→ **EXERCISE DETAILS**
Please give back the listing below in full. Change nothing.

→ **DATA RECORDS**

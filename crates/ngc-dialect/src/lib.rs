//! ngc-dialect - Per-dialect word tables and feature sets
//!
//! A [`Dialect`] bundles everything that distinguishes one flavor of
//! G-code from another: the reference grammar text, the static word
//! tables, and the switches for optional language features. The parser
//! is parameterized by a dialect value instead of being subclassed per
//! dialect.
//!
//! Two dialects are built in:
//!
//! - [`Dialect::rs274ngc`] - the baseline RS274/NGC language.
//! - [`Dialect::linuxcnc`] - the LinuxCNC extension: named parameters,
//!   semicolon comments, and additional words (minus `G84`/`G87`, which
//!   LinuxCNC dropped).
//!
//! Word metadata is resolved in two steps: the full `letter + number`
//! key first (`G38.2`), then the bare letter (`X`). Commands live in the
//! word table; argument-like letters live in the letter table with a
//! late ordering so they sort after the commands that consume them.

mod linuxcnc;
mod rs274ngc;

use std::sync::OnceLock;

use rustc_hash::FxHashMap;

use ngc_util::{Number, WordInfo};

/// Optional language features a dialect may enable.
#[derive(Debug, Clone, Copy, PartialEq, Eq)]
pub struct Features {
    /// `#<name>` references and `#<name> = value` assignments.
    pub named_parameters: bool,

    /// `; comment to end of line`.
    pub semicolon_comments: bool,
}

/// A bundle of grammar, word tables and features that determines which
/// forms of G-code are accepted.
pub struct Dialect {
    name: &'static str,
    grammar: &'static str,
    features: Features,
    letters: &'static [(char, WordInfo)],
    words: &'static [(&'static str, WordInfo)],
    letter_index: OnceLock<FxHashMap<char, WordInfo>>,
    word_index: OnceLock<FxHashMap<&'static str, WordInfo>>,
}

static RS274NGC: Dialect = Dialect {
    name: "rs274ngc",
    grammar: rs274ngc::GRAMMAR,
    features: Features {
        named_parameters: false,
        semicolon_comments: false,
    },
    letters: rs274ngc::LETTERS,
    words: rs274ngc::WORDS,
    letter_index: OnceLock::new(),
    word_index: OnceLock::new(),
};

static LINUXCNC: Dialect = Dialect {
    name: "linuxcnc",
    grammar: linuxcnc::GRAMMAR,
    features: Features {
        named_parameters: true,
        semicolon_comments: true,
    },
    letters: rs274ngc::LETTERS,
    words: linuxcnc::WORDS,
    letter_index: OnceLock::new(),
    word_index: OnceLock::new(),
};

impl Dialect {
    /// The baseline RS274/NGC dialect.
    pub fn rs274ngc() -> &'static Dialect {
        &RS274NGC
    }

    /// The LinuxCNC dialect of RS274/NGC.
    pub fn linuxcnc() -> &'static Dialect {
        &LINUXCNC
    }

    pub fn name(&self) -> &'static str {
        self.name
    }

    /// The reference PEG grammar this dialect implements.
    pub fn grammar(&self) -> &'static str {
        self.grammar
    }

    pub fn features(&self) -> Features {
        self.features
    }

    /// Metadata for a bare letter (`X`, `F`, ...), case-insensitive.
    pub fn letter_info(&self, letter: char) -> Option<WordInfo> {
        self.letter_index
            .get_or_init(|| self.letters.iter().copied().collect())
            .get(&letter.to_ascii_uppercase())
            .copied()
    }

    /// Metadata for a full word key (`G0`, `G38.2`, `M30`, ...).
    pub fn word_info(&self, key: &str) -> Option<WordInfo> {
        self.word_index
            .get_or_init(|| self.words.iter().copied().collect())
            .get(key)
            .copied()
    }

    /// Resolves a parsed `(letter, number)` pair: the full key wins over
    /// the bare letter. Integer numbers render without a decimal point,
    /// floats with the minimal digits that round-trip, matching the keys
    /// in the word tables.
    pub fn resolve(&self, letter: char, number: Number) -> Option<WordInfo> {
        let key = format!("{}{}", letter.to_ascii_uppercase(), number);
        self.word_info(&key)
            .or_else(|| self.letter_info(letter))
    }
}

#[cfg(test)]
mod tests {
    use super::*;

    #[test]
    fn test_word_key_wins_over_letter() {
        let dialect = Dialect::rs274ngc();
        let g0 = dialect.resolve('G', Number::Int(0)).unwrap();
        assert_eq!(g0.ordering, 210);
        assert_eq!(g0.modal_group, 1);
        // No table entry for G999; the G letter entry is the fallback.
        let g999 = dialect.resolve('g', Number::Int(999)).unwrap();
        assert_eq!(g999.ordering, 999);
    }

    #[test]
    fn test_float_keys() {
        let dialect = Dialect::rs274ngc();
        let probe = dialect.resolve('G', Number::Float(38.2)).unwrap();
        assert_eq!(probe.modal_group, 1);
        assert_eq!(dialect.word_info("G38.2").unwrap(), probe);
        // A fractionless float renders as G0.0 and misses the word table.
        let g = dialect.resolve('G', Number::Float(0.0)).unwrap();
        assert_eq!(g.ordering, 999);
    }

    #[test]
    fn test_argument_letters() {
        let dialect = Dialect::rs274ngc();
        assert_eq!(dialect.letter_info('x').unwrap().ordering, 999);
        assert_eq!(dialect.letter_info('F').unwrap().ordering, 30);
        assert_eq!(dialect.letter_info('S').unwrap().ordering, 40);
        assert_eq!(dialect.letter_info('T').unwrap().ordering, 50);
        assert!(dialect.letter_info('N').is_none());
    }

    #[test]
    fn test_linuxcnc_additions_and_removals() {
        let linuxcnc = Dialect::linuxcnc();
        assert!(linuxcnc.word_info("G33.1").is_some());
        assert!(linuxcnc.word_info("G5.2").is_some());
        assert!(linuxcnc.word_info("M66").is_some());
        // LinuxCNC dropped these two canned cycles.
        assert!(linuxcnc.word_info("G84").is_none());
        assert!(linuxcnc.word_info("G87").is_none());
        // Both exist in the baseline.
        assert!(Dialect::rs274ngc().word_info("G84").is_some());
        assert!(Dialect::rs274ngc().word_info("G87").is_some());
        assert!(Dialect::rs274ngc().word_info("G33.1").is_none());
    }

    #[test]
    fn test_features() {
        assert!(!Dialect::rs274ngc().features().named_parameters);
        assert!(!Dialect::rs274ngc().features().semicolon_comments);
        assert!(Dialect::linuxcnc().features().named_parameters);
        assert!(Dialect::linuxcnc().features().semicolon_comments);
    }

    #[test]
    fn test_grammar_text_present() {
        assert!(Dialect::rs274ngc().grammar().contains("l1_operation"));
        assert!(Dialect::linuxcnc().grammar().contains("named_parameter"));
    }
}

→ **OUTPUT FOR THIS EXERCISE**
filename crates/ngc-dialect/src/lib.rs
//! ngc-dialect - Per-dialect word tables and feature sets
//!
//! A [`Dialect`] bundles everything that distinguishes one flavor of
//! G-code from another: the reference grammar text, the static word
//! tables, and the switches for optional language features. The parser
//! is parameterized by a dialect value instead of being subclassed per
//! dialect.
//!
//! Two dialects are built in:
//!
//! - [`Dialect::rs274ngc`] - the baseline RS274/NGC language.
//! - [`Dialect::linuxcnc`] - the LinuxCNC extension: named parameters,
//!   semicolon comments, and additional words (minus `G84`/`G87`, which
//!   LinuxCNC dropped).
//!
//! Word metadata is resolved in two steps: the full `letter + number`
//! key first (`G38.2`), then the bare letter (`X`). Commands live in the
//! word table; argument-like letters live in the letter table with a
//! late ordering so they sort after the commands that consume them.

mod linuxcnc;
mod rs274ngc;

use std::sync::OnceLock;

use rustc_hash::FxHashMap;

use ngc_util::{Number, WordInfo};

/// Optional language features a dialect may enable.
#[derive(Debug, Clone, Copy, PartialEq, Eq)]
pub struct Features {
    /// `#<name>` references and `#<name> = value` assignments.
    pub named_parameters: bool,

    /// `; comment to end of line`.
    pub semicolon_comments: bool,
}

/// A bundle of grammar, word tables and features that determines which
/// forms of G-code are accepted.
pub struct Dialect {
    name: &'static str,
    grammar: &'static str,
    features: Features,
    letters: &'static [(char, WordInfo)],
    words: &'static [(&'static str, WordInfo)],
    letter_index: OnceLock<FxHashMap<char, WordInfo>>,
    word_index: OnceLock<FxHashMap<&'static str, WordInfo>>,
}

static RS274NGC: Dialect = Dialect {
    name: "rs274ngc",
    grammar: rs274ngc::GRAMMAR,
    features: Features {
        named_parameters: false,
        semicolon_comments: false,
    },
    letters: rs274ngc::LETTERS,
    words: rs274ngc::WORDS,
    letter_index: OnceLock::new(),
    word_index: OnceLock::new(),
};

static LINUXCNC: Dialect = Dialect {
    name: "linuxcnc",
    grammar: linuxcnc::GRAMMAR,
    features: Features {
        named_parameters: true,
        semicolon_comments: true,
    },
    letters: rs274ngc::LETTERS,
    words: linuxcnc::WORDS,
    letter_index: OnceLock::new(),
    word_index: OnceLock::new(),
};

impl Dialect {
    /// The baseline RS274/NGC dialect.
    pub fn rs274ngc() -> &'static Dialect {
        &RS274NGC
    }

    /// The LinuxCNC dialect of RS274/NGC.
    pub fn linuxcnc() -> &'static Dialect {
        &LINUXCNC
    }

    pub fn name(&self) -> &'static str {
        self.name
    }

    /// The reference PEG grammar this dialect implements.
    pub fn grammar(&self) -> &'static str {
        self.grammar
    }

    pub fn features(&self) -> Features {
        self.features
    }

    /// Metadata for a bare letter (`X`, `F`, ...), case-insensitive.
    pub fn letter_info(&self, letter: char) -> Option<WordInfo> {
        self.letter_index
            .get_or_init(|| self.letters.iter().copied().collect())
            .get(&letter.to_ascii_uppercase())
            .copied()
    }

    /// Metadata for a full word key (`G0`, `G38.2`, `M30`, ...).
    pub fn word_info(&self, key: &str) -> Option<WordInfo> {
        self.word_index
            .get_or_init(|| self.words.iter().copied().collect())
            .get(key)
            .copied()
    }

    /// Resolves a parsed `(letter, number)` pair: the full key wins over
    /// the bare letter. Integer numbers render without a decimal point,
    /// floats with the minimal digits that round-trip, matching the keys
    /// in the word tables.
    pub fn resolve(&self, letter: char, number: Number) -> Option<WordInfo> {
        let key = format!("{}{}", letter.to_ascii_uppercase(), number);
        self.word_info(&key)
            .or_else(|| self.letter_info(letter))
    }
}

#[cfg(test)]
mod tests {
    use super::*;

    #[test]
    fn test_word_key_wins_over_letter() {
        let dialect = Dialect::rs274ngc();
        let g0 = dialect.resolve('G', Number::Int(0)).unwrap();
        assert_eq!(g0.ordering, 210);
        assert_eq!(g0.modal_group, 1);
        // No table entry for G999; the G letter entry is the fallback.
        let g999 = dialect.resolve('g', Number::Int(999)).unwrap();
        assert_eq!(g999.ordering, 999);
    }

    #[test]
    fn test_float_keys() {
        let dialect = Dialect::rs274ngc();
        let probe = dialect.resolve('G', Number::Float(38.2)).unwrap();
        assert_eq!(probe.modal_group, 1);
        assert_eq!(dialect.word_info("G38.2").unwrap(), probe);
        // A fractionless float renders as G0.0 and misses the word table.
        let g = dialect.resolve('G', Number::Float(0.0)).unwrap();
        assert_eq!(g.ordering, 999);
    }

    #[test]
    fn test_argument_letters() {
        let dialect = Dialect::rs274ngc();
        assert_eq!(dialect.letter_info('x').unwrap().ordering, 999);
        assert_eq!(dialect.letter_info('F').unwrap().ordering, 30);
        assert_eq!(dialect.letter_info('S').unwrap().ordering, 40);
        assert_eq!(dialect.letter_info('T').unwrap().ordering, 50);
        assert!(dialect.letter_info('N').is_none());
    }

    #[test]
    fn test_linuxcnc_additions_and_removals() {
        let linuxcnc = Dialect::linuxcnc();
        assert!(linuxcnc.word_info("G33.1").is_some());
        assert!(linuxcnc.word_info("G5.2").is_some());
        assert!(linuxcnc.word_info("M66").is_some());
        // LinuxCNC dropped these two canned cycles.
        assert!(linuxcnc.word_info("G84").is_none());
        assert!(linuxcnc.word_info("G87").is_none());
        // Both exist in the baseline.
        assert!(Dialect::rs274ngc().word_info("G84").is_some());
        assert!(Dialect::rs274ngc().word_info("G87").is_some());
        assert!(Dialect::rs274ngc().word_info("G33.1").is_none());
    }

    #[test]
    fn test_features() {
        assert!(!Dialect::rs274ngc().features().named_parameters);
        assert!(!Dialect::rs274ngc().features().semicolon_comments);
        assert!(Dialect::linuxcnc().features().named_parameters);
        assert!(Dialect::linuxcnc().features().semicolon_comments);
    }

    #[test]
    fn test_grammar_text_present() {
        assert!(Dialect::rs274ngc().grammar().contains("l1_operation"));
        assert!(Dialect::linuxcnc().grammar().contains("named_parameter"));
    }
}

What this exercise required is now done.